_MATERIAL PROVIDED_:
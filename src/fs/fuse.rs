use std::collections::HashMap;
use std::ffi::OsStr;
use std::ops::ControlFlow;
use std::time::Duration;

use fuser::{
    FileAttr, FileType, Filesystem, ReplyAttr, ReplyCreate, ReplyData, ReplyDirectory, ReplyEmpty,
    ReplyEntry, ReplyOpen, ReplyStatfs, ReplyWrite, Request,
};
use libc::{EBADF, EFBIG, EINVAL, EIO, EMFILE, ENOENT, ENOSPC, ENOTSUP};
use log::warn;

use crate::{
    disk_format::{
        block::BLOCK_SIZE,
        directory_entry::{DIRECTORY_ENTRY_SIZE, MAX_NAME_LEN},
        inode::ROOT_INODE,
    },
    error::{Resource, Result, SfsError},
    sfs::{FileHandle, InodeIndex, Sfs},
    storage::BlockStorage,
};

/// FUSE reserves inode number 0, so SFS inode `n` is reported as `n + 1`.
const ROOT_INO: u64 = ROOT_INODE as u64 + 1;

/// Exposes an SFS volume through FUSE, as a single directory of regular files.
pub struct SfsFs<S: BlockStorage> {
    sfs: Sfs<S>,
    /// Opening an already open file shares its handle, so handles are closed once the last
    /// FUSE file handle referring to them is released.
    open_counts: HashMap<FileHandle, usize>,
}

impl<S: BlockStorage> SfsFs<S> {
    const TTL: Duration = Duration::new(1, 0);
    const GENERATION: u64 = 1;

    pub fn new(sfs: Sfs<S>) -> SfsFs<S> {
        SfsFs {
            sfs,
            open_counts: HashMap::new(),
        }
    }

    /// Sets permissions to 644 for files and 755 for the directory. Timestamps and ownership come
    /// from the backing store.
    fn get_attributes(&self, ino: u64) -> Result<FileAttr> {
        let inum = to_inode(ino)?;
        let size = self.sfs.inode_size(inum)?;

        if inum != ROOT_INODE && self.sfs.name_of(inum).is_none() {
            return Err(SfsError::NotFound(format!("inode #{inum} has no name")));
        }

        let storage = self.sfs.storage();
        let time_metadata = storage.time_metadata().unwrap_or_default();
        let ownership_metadata = storage.ownership_metadata().unwrap_or_default();

        // the root inode's size is its number of entries
        let (kind, perm, nlink, size) = if inum == ROOT_INODE {
            (FileType::Directory, 0o755, 2, size * DIRECTORY_ENTRY_SIZE)
        } else {
            (FileType::RegularFile, 0o644, 1, size)
        };

        Ok(FileAttr {
            ino,
            size: size as u64,
            blocks: size.div_ceil(BLOCK_SIZE) as u64,
            atime: time_metadata.atime,
            mtime: time_metadata.mtime,
            ctime: time_metadata.mtime,
            crtime: time_metadata.crtime,
            kind,
            perm,
            nlink,
            uid: ownership_metadata.uid,
            gid: ownership_metadata.gid,
            rdev: 0,
            flags: 0,
            blksize: BLOCK_SIZE as u32,
        })
    }

    fn lookup_entry(&self, parent: u64, name: &OsStr) -> Result<FileAttr> {
        check_parent(parent)?;

        let inum = name
            .to_str()
            .and_then(|name| self.sfs.lookup(name))
            .ok_or_else(|| SfsError::NotFound(format!("no file named {name:?}")))?;

        self.get_attributes(to_ino(inum))
    }

    fn open_file(&mut self, ino: u64) -> Result<FileHandle> {
        let inum = to_inode(ino)?;
        if inum == ROOT_INODE {
            return Err(SfsError::InvalidArgument("cannot open the directory as a file".to_string()));
        }

        let name = self
            .sfs
            .name_of(inum)
            .ok_or_else(|| SfsError::NotFound(format!("inode #{inum} has no name")))?;

        let handle = self.sfs.open(&name)?;
        *self.open_counts.entry(handle).or_default() += 1;

        Ok(handle)
    }

    fn create_file(&mut self, parent: u64, name: &OsStr) -> Result<(FileAttr, FileHandle)> {
        check_parent(parent)?;

        let name = to_name(name)?;
        let handle = self.sfs.open(name)?;
        *self.open_counts.entry(handle).or_default() += 1;

        let inum = self
            .sfs
            .lookup(name)
            .ok_or_else(|| SfsError::NotFound(format!("no file named {name:?}")))?;

        Ok((self.get_attributes(to_ino(inum))?, handle))
    }

    fn release_file(&mut self, handle: FileHandle) -> Result<()> {
        let count = self
            .open_counts
            .get_mut(&handle)
            .ok_or_else(|| SfsError::NotFound(format!("file handle {handle}")))?;

        *count -= 1;
        if *count == 0 {
            self.open_counts.remove(&handle);
            self.sfs.close(handle)?;
        }

        Ok(())
    }

    fn read_file(&mut self, handle: FileHandle, offset: usize, size: usize) -> Result<Vec<u8>> {
        self.sfs.seek(handle, offset)?;

        let mut buf = vec![0; size];
        let read_len = self.sfs.read(handle, &mut buf)?;
        buf.truncate(read_len);

        Ok(buf)
    }

    fn write_file(&mut self, handle: FileHandle, offset: usize, data: &[u8]) -> Result<u32> {
        self.sfs.seek(handle, offset)?;

        let write_len = self.sfs.write(handle, data)?;
        Ok(write_len as u32)
    }

    fn remove_file(&mut self, parent: u64, name: &OsStr) -> Result<()> {
        check_parent(parent)?;

        self.sfs.remove(to_name(name)?)
    }

    fn read_directory(&self, ino: u64) -> Result<Vec<(u64, FileType, String)>> {
        check_parent(ino)?;

        let mut entries = vec![
            (ROOT_INO, FileType::Directory, ".".to_string()),
            (ROOT_INO, FileType::Directory, "..".to_string()),
        ];

        for name in self.sfs.file_names() {
            let Some(inum) = self.sfs.lookup(&name) else {
                warn!("directory entry {name} vanished while listing");
                continue;
            };

            entries.push((to_ino(inum), FileType::RegularFile, name));
        }

        Ok(entries)
    }
}

impl<S: BlockStorage> Filesystem for SfsFs<S> {
    fn statfs(&mut self, _req: &Request<'_>, _ino: u64, reply: ReplyStatfs) {
        let statistics = self.sfs.statistics();

        reply.statfs(
            statistics.total_blocks as u64,
            statistics.free_blocks as u64,
            statistics.free_blocks as u64,
            statistics.total_inodes as u64,
            statistics.free_inodes as u64,
            BLOCK_SIZE as u32,
            MAX_NAME_LEN as u32,
            BLOCK_SIZE as u32,
        );
    }

    fn lookup(&mut self, _req: &Request, parent: u64, name: &OsStr, reply: ReplyEntry) {
        match self.lookup_entry(parent, name) {
            Ok(attr) => reply.entry(&Self::TTL, &attr, Self::GENERATION),
            Err(err) => reply.error(errno(&err)),
        }
    }

    fn getattr(&mut self, _req: &Request, ino: u64, reply: ReplyAttr) {
        match self.get_attributes(ino) {
            Ok(attr) => reply.attr(&Self::TTL, &attr),
            Err(err) => reply.error(errno(&err)),
        }
    }

    /// Only reports the current attributes; changing the size is not supported.
    fn setattr(
        &mut self,
        _req: &Request<'_>,
        ino: u64,
        _mode: Option<u32>,
        _uid: Option<u32>,
        _gid: Option<u32>,
        size: Option<u64>,
        _atime: Option<fuser::TimeOrNow>,
        _mtime: Option<fuser::TimeOrNow>,
        _ctime: Option<std::time::SystemTime>,
        _fh: Option<u64>,
        _crtime: Option<std::time::SystemTime>,
        _chgtime: Option<std::time::SystemTime>,
        _bkuptime: Option<std::time::SystemTime>,
        _flags: Option<u32>,
        reply: ReplyAttr,
    ) {
        match self.get_attributes(ino) {
            Ok(attr) if size.is_some_and(|size| size != attr.size) => reply.error(ENOTSUP),
            Ok(attr) => reply.attr(&Self::TTL, &attr),
            Err(err) => reply.error(errno(&err)),
        }
    }

    fn open(&mut self, _req: &Request<'_>, ino: u64, flags: i32, reply: ReplyOpen) {
        match self.open_file(ino) {
            Ok(handle) => reply.opened(handle as u64, flags as u32),
            Err(err) => reply.error(errno(&err)),
        }
    }

    fn release(
        &mut self,
        _req: &Request<'_>,
        _ino: u64,
        fh: u64,
        _flags: i32,
        _lock_owner: Option<u64>,
        _flush: bool,
        reply: ReplyEmpty,
    ) {
        match self.release_file(fh as FileHandle) {
            Ok(()) => reply.ok(),
            Err(err) => reply.error(errno(&err)),
        }
    }

    fn read(
        &mut self,
        _req: &Request,
        _ino: u64,
        fh: u64,
        offset: i64,
        size: u32,
        _flags: i32,
        _lock: Option<u64>,
        reply: ReplyData,
    ) {
        if offset < 0 {
            reply.error(EINVAL);
            return;
        }

        match self.read_file(fh as FileHandle, offset as usize, size as usize) {
            Ok(data) => reply.data(&data),
            Err(err) => reply.error(errno(&err)),
        }
    }

    fn readdir(
        &mut self,
        _req: &Request,
        ino: u64,
        _fh: u64,
        offset: i64,
        mut reply: ReplyDirectory,
    ) {
        let entries = match self.read_directory(ino) {
            Ok(entries) => entries,
            Err(err) => {
                reply.error(errno(&err));
                return;
            }
        };

        entries
            .into_iter()
            .enumerate()
            .skip(offset.max(0) as usize)
            .try_for_each(|(i, (entry_ino, file_type, name))| {
                let is_buffer_full = reply.add(entry_ino, (i + 1) as i64, file_type, name);

                if is_buffer_full {
                    return ControlFlow::Break(());
                }

                ControlFlow::Continue(())
            });

        reply.ok();
    }

    fn write(
        &mut self,
        _req: &Request<'_>,
        _ino: u64,
        fh: u64,
        offset: i64,
        data: &[u8],
        _write_flags: u32,
        _flags: i32,
        _lock_owner: Option<u64>,
        reply: ReplyWrite,
    ) {
        if offset < 0 {
            reply.error(EINVAL);
            return;
        }

        match self.write_file(fh as FileHandle, offset as usize, data) {
            Ok(0) if !data.is_empty() => reply.error(EFBIG),
            Ok(write_len) => reply.written(write_len),
            Err(err) => reply.error(errno(&err)),
        }
    }

    fn create(
        &mut self,
        _req: &Request<'_>,
        parent: u64,
        name: &OsStr,
        _mode: u32,
        _umask: u32,
        flags: i32,
        reply: ReplyCreate,
    ) {
        match self.create_file(parent, name) {
            Ok((attr, handle)) => reply.created(
                &Self::TTL,
                &attr,
                Self::GENERATION,
                handle as u64,
                flags as u32,
            ),
            Err(err) => reply.error(errno(&err)),
        }
    }

    fn unlink(&mut self, _req: &Request<'_>, parent: u64, name: &OsStr, reply: ReplyEmpty) {
        match self.remove_file(parent, name) {
            Ok(()) => reply.ok(),
            Err(err) => reply.error(errno(&err)),
        }
    }
}

fn to_inode(ino: u64) -> Result<InodeIndex> {
    ino.checked_sub(1)
        .map(|inum| inum as InodeIndex)
        .ok_or_else(|| SfsError::NotFound(format!("inode number {ino}")))
}

fn to_ino(inum: InodeIndex) -> u64 {
    inum as u64 + 1
}

fn to_name(name: &OsStr) -> Result<&str> {
    name.to_str()
        .ok_or_else(|| SfsError::InvalidArgument(format!("{name:?} is not valid UTF-8")))
}

fn check_parent(ino: u64) -> Result<()> {
    if ino != ROOT_INO {
        return Err(SfsError::NotFound(format!("inode number {ino} is not a directory")));
    }

    Ok(())
}

/// The errno reported to the kernel for `err`.
fn errno(err: &SfsError) -> i32 {
    match err {
        SfsError::NotFound(_) => ENOENT,
        SfsError::InvalidArgument(_) => EINVAL,
        SfsError::Exhausted(Resource::Descriptors) => EMFILE,
        SfsError::Exhausted(_) => ENOSPC,
        SfsError::InvalidState(_) => EBADF,
        SfsError::Corrupted(_) | SfsError::Storage(_) | SfsError::Encoding(_) => {
            warn!("{err}");
            EIO
        }
    }
}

_EXERCISE PROMPT_: Every line holding the string "OsStr" should be copied here, so please find those lines in the data.

_REPLY TO THE TASK_:
use std::ffi::OsStr;
    fn lookup_entry(&self, parent: u64, name: &OsStr) -> Result<FileAttr> {
    fn create_file(&mut self, parent: u64, name: &OsStr) -> Result<(FileAttr, FileHandle)> {
    fn remove_file(&mut self, parent: u64, name: &OsStr) -> Result<()> {
    fn lookup(&mut self, _req: &Request, parent: u64, name: &OsStr, reply: ReplyEntry) {
        name: &OsStr,
    fn unlink(&mut self, _req: &Request<'_>, parent: u64, name: &OsStr, reply: ReplyEmpty) {
fn to_name(name: &OsStr) -> Result<&str> {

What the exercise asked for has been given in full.